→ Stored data
#####

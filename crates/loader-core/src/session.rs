//! The seam between the loader and a concrete database backend.
//!
//! A [`Database`] is an already connected and pinged handle. It introspects
//! tables and hands out independent [`Session`]s, one per loader worker. A
//! session owns its connection, so transactions are never shared between
//! workers.

use crate::dialect::Dialect;
use crate::schema::TableStructure;
use crate::values::GeneratedValue;
use async_trait::async_trait;

/// Boxed driver error carried by [`SessionError`].
pub type BoxError = Box<dyn std::error::Error + Send + Sync>;

/// Errors raised by a database backend.
#[derive(Debug, thiserror::Error)]
pub enum SessionError {
    /// Error reported by the underlying driver.
    #[error("database error: {0}")]
    Driver(#[source] BoxError),

    /// Introspection found no such table.
    #[error("table '{schema}.{table}' not found or has no columns")]
    TableNotFound {
        /// Schema (database or namespace) searched
        schema: String,
        /// Table searched for
        table: String,
    },

    /// `execute` was called before `prepare`.
    #[error("no statement has been prepared in this transaction")]
    NotPrepared,

    /// A row did not match the prepared statement's parameter count.
    #[error("row has {actual} values but the statement expects {expected}")]
    ParameterCount {
        /// Parameters in the prepared statement
        expected: usize,
        /// Values in the row
        actual: usize,
    },
}

impl SessionError {
    /// Wrap any driver error.
    pub fn driver(err: impl std::error::Error + Send + Sync + 'static) -> Self {
        Self::Driver(Box::new(err))
    }
}

/// A connected database that can describe tables and open sessions.
#[async_trait]
pub trait Database: Send + Sync {
    /// The dialect this database speaks.
    fn dialect(&self) -> Dialect;

    /// Check the connection is alive.
    async fn ping(&self) -> Result<(), SessionError>;

    /// Read the structure of `schema.table`.
    async fn parse_table(&self, schema: &str, table: &str)
        -> Result<TableStructure, SessionError>;

    /// Open a session on its own connection.
    async fn open_session(&self) -> Result<Box<dyn Session>, SessionError>;
}

/// One worker's private connection.
///
/// The call sequence is `begin`, `prepare`, any number of `execute`, then
/// `commit` or `rollback`, repeated.
#[async_trait]
pub trait Session: Send {
    /// Start a transaction.
    async fn begin(&mut self) -> Result<(), SessionError>;

    /// Prepare `sql` inside the current transaction. Replaces any earlier statement.
    async fn prepare(&mut self, sql: &str) -> Result<(), SessionError>;

    /// Execute the prepared statement with one row of values.
    async fn execute(&mut self, row: &[GeneratedValue]) -> Result<(), SessionError>;

    /// Commit the current transaction.
    async fn commit(&mut self) -> Result<(), SessionError>;

    /// Roll back the current transaction.
    async fn rollback(&mut self) -> Result<(), SessionError>;
}
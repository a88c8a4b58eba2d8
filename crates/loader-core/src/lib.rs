//! Core types for random-data-loader.
//!
//! This crate provides the foundational types shared by every other crate in
//! the workspace:
//!
//! - [`TableStructure`] - Parsed description of a table's columns, indexes and foreign keys
//! - [`GeneratedValue`] - A single synthetic value ready to be bound to a placeholder
//! - [`Dialect`] - Which database engine governs placeholder syntax
//! - [`InsertStatement`] - The parameterized INSERT built once per load
//! - [`Database`] / [`Session`] - The seam each database backend implements
//!
//! # Architecture
//!
//! ```text
//! loader-core (this crate)
//!    │
//!    ├─── loader-generator   (GeneratorConfig → GeneratedValue)
//!    │
//!    ├─── loader-mysql       (implements Database for MySQL)
//!    └─── loader-postgresql  (implements Database for PostgreSQL)
//! ```

pub mod dialect;
pub mod schema;
pub mod session;
pub mod values;

pub use dialect::{Dialect, InsertStatement, UnknownDialect};
pub use schema::{Column, ForeignKey, Index, TableStructure};
pub use session::{Database, Session, SessionError};
pub use values::{GeneratedValue, Row};
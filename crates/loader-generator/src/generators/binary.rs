//! Binary value generator.

use loader_core::GeneratedValue;
use rand::Rng;

/// Generate `length` random bytes.
pub fn generate_bytes<R: Rng>(rng: &mut R, length: usize) -> GeneratedValue {
    let mut bytes = vec![0u8; length];
    rng.fill(bytes.as_mut_slice());
    GeneratedValue::Bytes(bytes)
}
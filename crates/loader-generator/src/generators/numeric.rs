//! Numeric value generators.

use loader_core::GeneratedValue;
use rand::Rng;

/// Decimal places beyond this no longer change an `f64`.
const MAX_DECIMALS: u32 = 300;

/// Generate a random integer in the given range (inclusive).
pub fn generate_int_range<R: Rng>(rng: &mut R, min: i64, max: i64) -> GeneratedValue {
    if min >= max {
        return GeneratedValue::Int64(min);
    }
    GeneratedValue::Int64(rng.random_range(min..=max))
}

/// Generate a random float in `[min, max)`, truncated toward zero to `decimals` places.
pub fn generate_float_range<R: Rng>(
    rng: &mut R,
    min: f64,
    max: f64,
    decimals: u32,
) -> GeneratedValue {
    let value = min + rng.random::<f64>() * (max - min);
    let scale = 10f64.powi(decimals.min(MAX_DECIMALS) as i32);
    GeneratedValue::Float64((value * scale).trunc() / scale)
}

/// Generate a monetary amount in `[min, max)` as a string with two decimals.
pub fn generate_money<R: Rng>(rng: &mut R, min: f64, max: f64) -> GeneratedValue {
    let value = min + rng.random::<f64>() * (max - min);
    GeneratedValue::String(format!("{value:.2}"))
}
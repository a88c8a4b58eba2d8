//! `Database` and `Session` on `tokio-postgres`.

use crate::error::PostgresLoaderError;
use crate::forward::TextParam;
use crate::schema::collect_table_structure;
use async_trait::async_trait;
use loader_core::{Database, Dialect, GeneratedValue, Session, SessionError, TableStructure};
use tokio_postgres::types::ToSql;
use tokio_postgres::{Client, NoTls, Statement};
use tracing::{debug, info};

/// Open a client and spawn its connection task.
async fn connect_client(connection_string: &str) -> Result<Client, PostgresLoaderError> {
    let (client, connection) = tokio_postgres::connect(connection_string, NoTls).await?;

    // Spawn the connection task
    tokio::spawn(async move {
        if let Err(e) = connection.await {
            tracing::error!("PostgreSQL connection error: {}", e);
        }
    });

    Ok(client)
}

/// A PostgreSQL database.
///
/// Holds one client for introspection and pings. Sessions connect on their
/// own so every worker has a private connection.
pub struct PostgresDatabase {
    connection_string: String,
    client: Client,
}

impl PostgresDatabase {
    /// Connect with a `host=... user=...` or `postgresql://` connection string
    /// and check that the server answers.
    pub async fn connect(connection_string: &str) -> Result<Self, PostgresLoaderError> {
        let client = connect_client(connection_string).await?;

        // Test connection
        client.simple_query("SELECT 1").await?;
        info!("Connected to PostgreSQL");

        Ok(Self {
            connection_string: connection_string.to_string(),
            client,
        })
    }
}

#[async_trait]
impl Database for PostgresDatabase {
    fn dialect(&self) -> Dialect {
        Dialect::Postgres
    }

    async fn ping(&self) -> Result<(), SessionError> {
        self.client
            .simple_query("SELECT 1")
            .await
            .map_err(PostgresLoaderError::from)?;
        Ok(())
    }

    async fn parse_table(&self, schema: &str, table: &str) -> Result<TableStructure, SessionError> {
        let structure = collect_table_structure(&self.client, schema, table).await?;
        debug!(
            "Described {schema}.{table}: {} columns, {} indexes, {} foreign keys",
            structure.columns.len(),
            structure.indexes.len(),
            structure.foreign_keys.len()
        );
        Ok(structure)
    }

    async fn open_session(&self) -> Result<Box<dyn Session>, SessionError> {
        let client = connect_client(&self.connection_string).await?;
        Ok(Box::new(PostgresSession::new(client)))
    }
}

/// One client running explicit transactions.
pub struct PostgresSession {
    client: Client,
    statement: Option<Statement>,
}

impl PostgresSession {
    pub fn new(client: Client) -> Self {
        Self {
            client,
            statement: None,
        }
    }

    async fn batch(&self, sql: &str) -> Result<(), SessionError> {
        self.client
            .batch_execute(sql)
            .await
            .map_err(PostgresLoaderError::from)?;
        Ok(())
    }
}

#[async_trait]
impl Session for PostgresSession {
    async fn begin(&mut self) -> Result<(), SessionError> {
        self.batch("BEGIN").await
    }

    async fn prepare(&mut self, sql: &str) -> Result<(), SessionError> {
        let statement = self
            .client
            .prepare(sql)
            .await
            .map_err(PostgresLoaderError::from)?;
        self.statement = Some(statement);
        Ok(())
    }

    async fn execute(&mut self, row: &[GeneratedValue]) -> Result<(), SessionError> {
        let statement = self.statement.as_ref().ok_or(SessionError::NotPrepared)?;

        let expected = statement.params().len();
        if expected != row.len() {
            return Err(SessionError::ParameterCount {
                expected,
                actual: row.len(),
            });
        }

        let params: Vec<TextParam> = row.iter().map(TextParam::from_value).collect();
        let param_refs: Vec<&(dyn ToSql + Sync)> =
            params.iter().map(|p| p as &(dyn ToSql + Sync)).collect();

        self.client
            .execute(statement, &param_refs)
            .await
            .map_err(PostgresLoaderError::from)?;
        Ok(())
    }

    async fn commit(&mut self) -> Result<(), SessionError> {
        self.batch("COMMIT").await
    }

    async fn rollback(&mut self) -> Result<(), SessionError> {
        self.batch("ROLLBACK").await
    }
}
//! WKT geometry generator.

use crate::config::GeometryShape;
use loader_core::GeneratedValue;
use rand::Rng;
use std::f64::consts::PI;

/// Generate a random geometry in WKT form.
pub fn generate_geometry<R: Rng>(rng: &mut R, shape: GeometryShape) -> GeneratedValue {
    let wkt = match shape {
        GeometryShape::Point => {
            let (x, y) = random_coordinate(rng);
            format!("POINT({x:.6} {y:.6})")
        }
        GeometryShape::LineString => {
            let points = rng.random_range(2..=4);
            let coords: Vec<String> = (0..points)
                .map(|_| {
                    let (x, y) = random_coordinate(rng);
                    format!("{x:.6} {y:.6}")
                })
                .collect();
            format!("LINESTRING({})", coords.join(", "))
        }
        GeometryShape::Polygon => format!("POLYGON(({}))", polygon_ring(rng).join(", ")),
    };
    GeneratedValue::String(wkt)
}

/// Longitude in [-180, 180], latitude in [-90, 90].
fn random_coordinate<R: Rng>(rng: &mut R) -> (f64, f64) {
    let x = rng.random::<f64>() * 360.0 - 180.0;
    let y = rng.random::<f64>() * 180.0 - 90.0;
    (x, y)
}

/// A closed ring of 4 to 6 points around a random centre.
fn polygon_ring<R: Rng>(rng: &mut R) -> Vec<String> {
    let points = rng.random_range(4..=6);
    let (center_x, center_y) = random_coordinate(rng);
    let radius = rng.random::<f64>() * 10.0;

    let mut ring: Vec<String> = (0..points - 1)
        .map(|i| {
            let angle = 2.0 * i as f64 * PI / (points - 1) as f64;
            let jitter_x = rng.random_range(5..15i32) as f64 * 0.1;
            let jitter_y = rng.random_range(5..15i32) as f64 * 0.1;
            let x = center_x + radius * 0.5 * jitter_x * angle.cos();
            let y = center_y + radius * 0.5 * jitter_y * angle.sin();
            format!("{x:.6} {y:.6}")
        })
        .collect();

    // Last point repeats the first to close the ring
    let first = ring[0].clone();
    ring.push(first);
    ring
}
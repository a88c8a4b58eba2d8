//! Static value generator and YAML to GeneratedValue conversion.

use loader_core::GeneratedValue;
use serde_yaml::Value as YamlValue;

/// Convert a YAML value to a GeneratedValue.
///
/// Scalars map to their natural value. Sequences and mappings become JSON
/// text, which suits JSON columns.
pub fn yaml_to_generated_value(yaml: &YamlValue) -> GeneratedValue {
    match yaml {
        YamlValue::Null => GeneratedValue::Null,
        YamlValue::Bool(b) => GeneratedValue::Bool(*b),
        YamlValue::Number(n) => {
            if let Some(i) = n.as_i64() {
                GeneratedValue::Int64(i)
            } else if let Some(f) = n.as_f64() {
                GeneratedValue::Float64(f)
            } else {
                GeneratedValue::String(n.to_string())
            }
        }
        YamlValue::String(s) => GeneratedValue::String(s.clone()),
        YamlValue::Sequence(_) | YamlValue::Mapping(_) => match serde_json::to_string(yaml) {
            Ok(text) => GeneratedValue::String(text),
            Err(_) => GeneratedValue::Null,
        },
        YamlValue::Tagged(tagged) => yaml_to_generated_value(&tagged.value),
    }
}

#[cfg(test)]
mod tests {
    use super::*;

    #[test]
    fn test_yaml_null() {
        assert_eq!(
            yaml_to_generated_value(&YamlValue::Null),
            GeneratedValue::Null
        );
    }

    #[test]
    fn test_yaml_bool() {
        assert_eq!(
            yaml_to_generated_value(&YamlValue::Bool(true)),
            GeneratedValue::Bool(true)
        );
    }

    #[test]
    fn test_yaml_int() {
        let yaml: YamlValue = serde_yaml::from_str("42").unwrap();
        assert_eq!(yaml_to_generated_value(&yaml), GeneratedValue::Int64(42));
    }

    #[test]
    fn test_yaml_float() {
        let yaml: YamlValue = serde_yaml::from_str("1.234").unwrap();
        if let GeneratedValue::Float64(f) = yaml_to_generated_value(&yaml) {
            assert!((f - 1.234).abs() < 0.001);
        } else {
            panic!("Expected Float64");
        }
    }

    #[test]
    fn test_yaml_string() {
        let yaml = YamlValue::String("hello".to_string());
        assert_eq!(
            yaml_to_generated_value(&yaml),
            GeneratedValue::String("hello".to_string())
        );
    }

    #[test]
    fn test_yaml_collections_become_json_text() {
        let yaml: YamlValue = serde_yaml::from_str("[1, 2, 3]").unwrap();
        assert_eq!(
            yaml_to_generated_value(&yaml),
            GeneratedValue::String("[1,2,3]".to_string())
        );

        let yaml: YamlValue = serde_yaml::from_str("{ version: 1 }").unwrap();
        assert_eq!(
            yaml_to_generated_value(&yaml),
            GeneratedValue::String(r#"{"version":1}"#.to_string())
        );
    }
}
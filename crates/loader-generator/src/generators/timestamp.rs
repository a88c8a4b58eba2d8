//! Date, timestamp and interval generators.

use chrono::{Duration, NaiveDate, NaiveDateTime};
use loader_core::GeneratedValue;
use rand::Rng;

/// Format used for timestamps without a time zone.
pub const TIMESTAMP_FORMAT: &str = "%Y-%m-%d %H:%M:%S";

/// Generate a random date in the given range (inclusive).
pub fn generate_date_range<R: Rng>(rng: &mut R, start: NaiveDate, end: NaiveDate) -> GeneratedValue {
    let days = (end - start).num_days();
    if days <= 0 {
        return GeneratedValue::Date(start);
    }

    let offset = rng.random_range(0..=days);
    GeneratedValue::Date(start + Duration::days(offset))
}

/// Generate a random timestamp with a sub-second part.
///
/// The whole-second part is uniform over `[start, end)`. With
/// `with_time_zone` the result is a UTC instant; otherwise it is a string in
/// [`TIMESTAMP_FORMAT`] with the zone stripped.
pub fn generate_timestamp_range<R: Rng>(
    rng: &mut R,
    start: NaiveDateTime,
    end: NaiveDateTime,
    with_time_zone: bool,
) -> GeneratedValue {
    let span = (end - start).num_seconds();
    let seconds = if span > 0 { rng.random_range(0..span) } else { 0 };
    let nanos = rng.random_range(0..1_000_000_000);
    let ts = start + Duration::seconds(seconds) + Duration::nanoseconds(nanos);

    if with_time_zone {
        GeneratedValue::DateTime(ts.and_utc())
    } else {
        GeneratedValue::String(ts.format(TIMESTAMP_FORMAT).to_string())
    }
}

/// Generate a human-readable interval of `min_hours..=max_hours` hours plus
/// random minutes and seconds.
pub fn generate_interval<R: Rng>(rng: &mut R, min_hours: u32, max_hours: u32) -> GeneratedValue {
    let hours = if min_hours >= max_hours {
        min_hours
    } else {
        rng.random_range(min_hours..=max_hours)
    };
    let minutes = rng.random_range(0..60);
    let seconds = rng.random_range(0..60);

    GeneratedValue::String(format!("{hours} hours {minutes} minutes {seconds} seconds"))
}

#[cfg(test)]
mod tests {
    use super::*;
    use chrono::Datelike;
    use rand::rngs::StdRng;
    use rand::SeedableRng;

    fn date(y: i32, m: u32, d: u32) -> NaiveDate {
        NaiveDate::from_ymd_opt(y, m, d).unwrap()
    }

    #[test]
    fn test_generate_date_range() {
        let mut rng = StdRng::seed_from_u64(42);
        let start = date(2000, 1, 1);
        let end = date(2023, 12, 31);

        for _ in 0..1000 {
            if let GeneratedValue::Date(d) = generate_date_range(&mut rng, start, end) {
                assert!(d >= start && d <= end);
            } else {
                panic!("Expected Date value");
            }
        }
    }

    #[test]
    fn test_generate_timestamp_zoned() {
        let mut rng = StdRng::seed_from_u64(42);
        let start = date(2000, 1, 1).and_hms_opt(0, 0, 0).unwrap();
        let end = date(2023, 12, 31).and_hms_opt(23, 59, 59).unwrap();

        for _ in 0..1000 {
            if let GeneratedValue::DateTime(dt) = generate_timestamp_range(&mut rng, start, end, true) {
                assert!(dt.year() >= 2000 && dt.year() <= 2023);
            } else {
                panic!("Expected DateTime value");
            }
        }
    }

    #[test]
    fn test_generate_timestamp_formatted() {
        let mut rng = StdRng::seed_from_u64(42);
        let start = date(2000, 1, 1).and_hms_opt(0, 0, 0).unwrap();
        let end = date(2023, 12, 31).and_hms_opt(23, 59, 59).unwrap();

        if let GeneratedValue::String(s) = generate_timestamp_range(&mut rng, start, end, false) {
            let parsed = NaiveDateTime::parse_from_str(&s, TIMESTAMP_FORMAT).unwrap();
            assert!(parsed >= start && parsed <= end);
            assert_eq!(s.len(), 19);
        } else {
            panic!("Expected String value");
        }
    }

    #[test]
    fn test_generate_interval() {
        let mut rng = StdRng::seed_from_u64(42);

        for _ in 0..100 {
            let value = generate_interval(&mut rng, 0, 100);
            let s = value.as_str().unwrap();
            let parts: Vec<&str> = s.split(' ').collect();
            assert_eq!(parts.len(), 6);
            assert_eq!(parts[1], "hours");
            assert_eq!(parts[3], "minutes");
            assert_eq!(parts[5], "seconds");
            assert!(parts[0].parse::<u32>().unwrap() <= 100);
            assert!(parts[2].parse::<u32>().unwrap() < 60);
            assert!(parts[4].parse::<u32>().unwrap() < 60);
        }
    }

    #[test]
    fn test_deterministic_generation() {
        let mut rng1 = StdRng::seed_from_u64(42);
        let mut rng2 = StdRng::seed_from_u64(42);

        assert_eq!(
            generate_date_range(&mut rng1, date(2020, 1, 1), date(2024, 12, 31)),
            generate_date_range(&mut rng2, date(2020, 1, 1), date(2024, 12, 31))
        );
    }
}
//! The table data loader.
//!
//! ```text
//! GeneratorRegistry ──► producer ──► async_channel::bounded ──► worker 0 ──► session
//!                                                          ├──► worker 1 ──► session
//!                                                          └──► worker N ──► session
//! ```
//!
//! One producer generates rows and publishes them onto a bounded channel.
//! `parallelism` workers share the receiving end, each inserting through its
//! own session and committing every `batch_size` rows. A cancellation token
//! stops both sides; `load_data` returns once every task has joined.

mod error;
mod producer;
mod stats;
mod worker;

pub use error::{LoaderError, Stage, WorkerError};
pub use stats::LoadStats;

use loader_core::{Database, Dialect, InsertStatement, TableStructure};
use loader_generator::{
    apply_default_generators, GeneratorConfig, GeneratorOverrides, GeneratorRegistry,
};
use rand::rngs::StdRng;
use rand::SeedableRng;
use std::sync::Arc;
use std::time::Instant;
use tokio_util::sync::CancellationToken;
use tracing::{debug, info, warn};
use worker::Worker;

/// Fills one table with generated rows.
pub struct TableDataLoader {
    database: Arc<dyn Database>,
    dialect: Dialect,
    table: Arc<TableStructure>,
    batch_size: usize,
    parallelism: usize,
    seed: Option<u64>,
    generators: GeneratorRegistry,
}

impl TableDataLoader {
    /// Create a loader with an empty generator registry.
    ///
    /// `batch_size` is the number of rows per commit and `parallelism` the
    /// number of workers. Both must be at least 1.
    pub fn new(
        database: Arc<dyn Database>,
        dialect: Dialect,
        table: TableStructure,
        batch_size: usize,
        parallelism: usize,
    ) -> Result<Self, LoaderError> {
        if batch_size == 0 {
            return Err(LoaderError::InvalidConfig(
                "batch size must be at least 1".to_string(),
            ));
        }
        if parallelism == 0 {
            return Err(LoaderError::InvalidConfig(
                "parallelism must be at least 1".to_string(),
            ));
        }

        Ok(Self {
            database,
            dialect,
            table: Arc::new(table),
            batch_size,
            parallelism,
            seed: None,
            generators: GeneratorRegistry::new(),
        })
    }

    /// Seed the row generator so runs are reproducible.
    pub fn with_seed(mut self, seed: u64) -> Self {
        self.seed = Some(seed);
        self
    }

    pub fn table(&self) -> &TableStructure {
        &self.table
    }

    pub fn generators(&self) -> &GeneratorRegistry {
        &self.generators
    }

    /// Bind a generator to every column the selection policy accepts.
    ///
    /// Bindings the caller made for skipped columns are kept.
    pub fn set_default_generators(&mut self) -> Result<(), LoaderError> {
        apply_default_generators(&mut self.generators, &self.table, self.dialect);
        self.log_bindings();
        debug!(
            table = %self.table.name,
            generators = self.generators.len(),
            "Default generators set"
        );
        Ok(())
    }

    /// Bind `generator` to `column`, replacing any earlier binding.
    pub fn set_generator(&mut self, column: impl Into<String>, generator: GeneratorConfig) {
        self.generators.set(column, generator);
    }

    /// Apply per-column overrides, rejecting columns the table does not have.
    pub fn apply_overrides(&mut self, overrides: &GeneratorOverrides) -> Result<(), LoaderError> {
        overrides.apply(&mut self.generators, &self.table)?;
        self.log_bindings();
        Ok(())
    }

    fn log_bindings(&self) {
        for column in &self.table.columns {
            match self.generators.get(&column.name) {
                Some(config) => debug!(
                    column = %column.name,
                    data_type = %column.data_type,
                    generator = config.kind(),
                    "Column bound"
                ),
                None => debug!(
                    column = %column.name,
                    data_type = %column.data_type,
                    "Column skipped"
                ),
            }
        }
    }

    /// The INSERT statement over every column that has a generator.
    pub fn insert_statement(&self) -> Result<InsertStatement, LoaderError> {
        let columns: Vec<String> = self
            .generators
            .eligible_columns(&self.table)
            .into_iter()
            .map(|(name, _)| name)
            .collect();

        if columns.is_empty() {
            return Err(LoaderError::NoEligibleColumns {
                table: self.table.name.clone(),
            });
        }
        Ok(InsertStatement::new(&self.table.name, columns, self.dialect))
    }

    /// Generate and insert `num_rows` rows.
    ///
    /// `channel_capacity` bounds how many generated rows may wait for a
    /// worker. Cancellation is not an error: the stats cover whatever was
    /// committed. If any worker fails the others keep draining the channel
    /// and [`LoaderError::Workers`] reports every failure after all tasks
    /// have joined.
    pub async fn load_data(
        &self,
        cancel: CancellationToken,
        num_rows: u64,
        channel_capacity: usize,
    ) -> Result<LoadStats, LoaderError> {
        if channel_capacity == 0 {
            return Err(LoaderError::InvalidConfig(
                "channel capacity must be at least 1".to_string(),
            ));
        }

        let eligible = self.generators.eligible_columns(&self.table);
        let statement = self.insert_statement()?;
        let generators: Arc<[GeneratorConfig]> =
            eligible.into_iter().map(|(_, config)| config).collect();

        info!(
            table = %self.table.name,
            rows = num_rows,
            columns = statement.columns.len(),
            workers = self.parallelism,
            batch_size = self.batch_size,
            "Starting load"
        );
        debug!("Insert statement: {}", statement.sql);

        let start = Instant::now();
        let rng = match self.seed {
            Some(seed) => StdRng::seed_from_u64(seed),
            None => StdRng::from_os_rng(),
        };

        let (tx, rx) = async_channel::bounded(channel_capacity);
        let sql: Arc<str> = Arc::from(statement.sql.as_str());

        let mut workers = Vec::with_capacity(self.parallelism);
        for id in 0..self.parallelism {
            let worker = Worker {
                id,
                database: self.database.clone(),
                sql: sql.clone(),
                batch_size: self.batch_size,
                rows: rx.clone(),
                cancel: cancel.clone(),
            };
            workers.push(tokio::spawn(worker.run()));
        }

        // Drop our receiver so the producer sees a closed channel if every worker stops
        drop(rx);

        let producer = tokio::spawn(producer::produce_rows(
            generators,
            rng,
            num_rows,
            tx,
            cancel.clone(),
        ));

        // Join every task before reporting a panic so none is left detached
        let produced = producer.await;

        let mut stats = LoadStats::default();
        let mut failures = Vec::new();
        let mut join_error = None;
        for handle in workers {
            match handle.await {
                Ok(outcome) => {
                    stats.rows_inserted += outcome.rows_committed;
                    stats.commits += outcome.commits;
                    if let Some(err) = outcome.error {
                        failures.push(err);
                    }
                }
                Err(err) => {
                    join_error.get_or_insert(err);
                }
            }
        }

        stats.rows_generated = produced?;
        if let Some(err) = join_error {
            return Err(err.into());
        }
        stats.failed_workers = failures.len();
        stats.elapsed = start.elapsed();

        if cancel.is_cancelled() && stats.rows_generated < num_rows {
            warn!(
                rows = stats.rows_inserted,
                "Load cancelled before all rows were inserted"
            );
        }

        if failures.is_empty() {
            Ok(stats)
        } else {
            Err(LoaderError::Workers { failures, stats })
        }
    }
}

#####

→ Task statement
Look through the entries above. Extract each line with the word "true".

→ Result of this exercise
            yaml_to_generated_value(&YamlValue::Bool(true)),
            GeneratedValue::Bool(true)
            if let GeneratedValue::DateTime(dt) = generate_timestamp_range(&mut rng, start, end, true) {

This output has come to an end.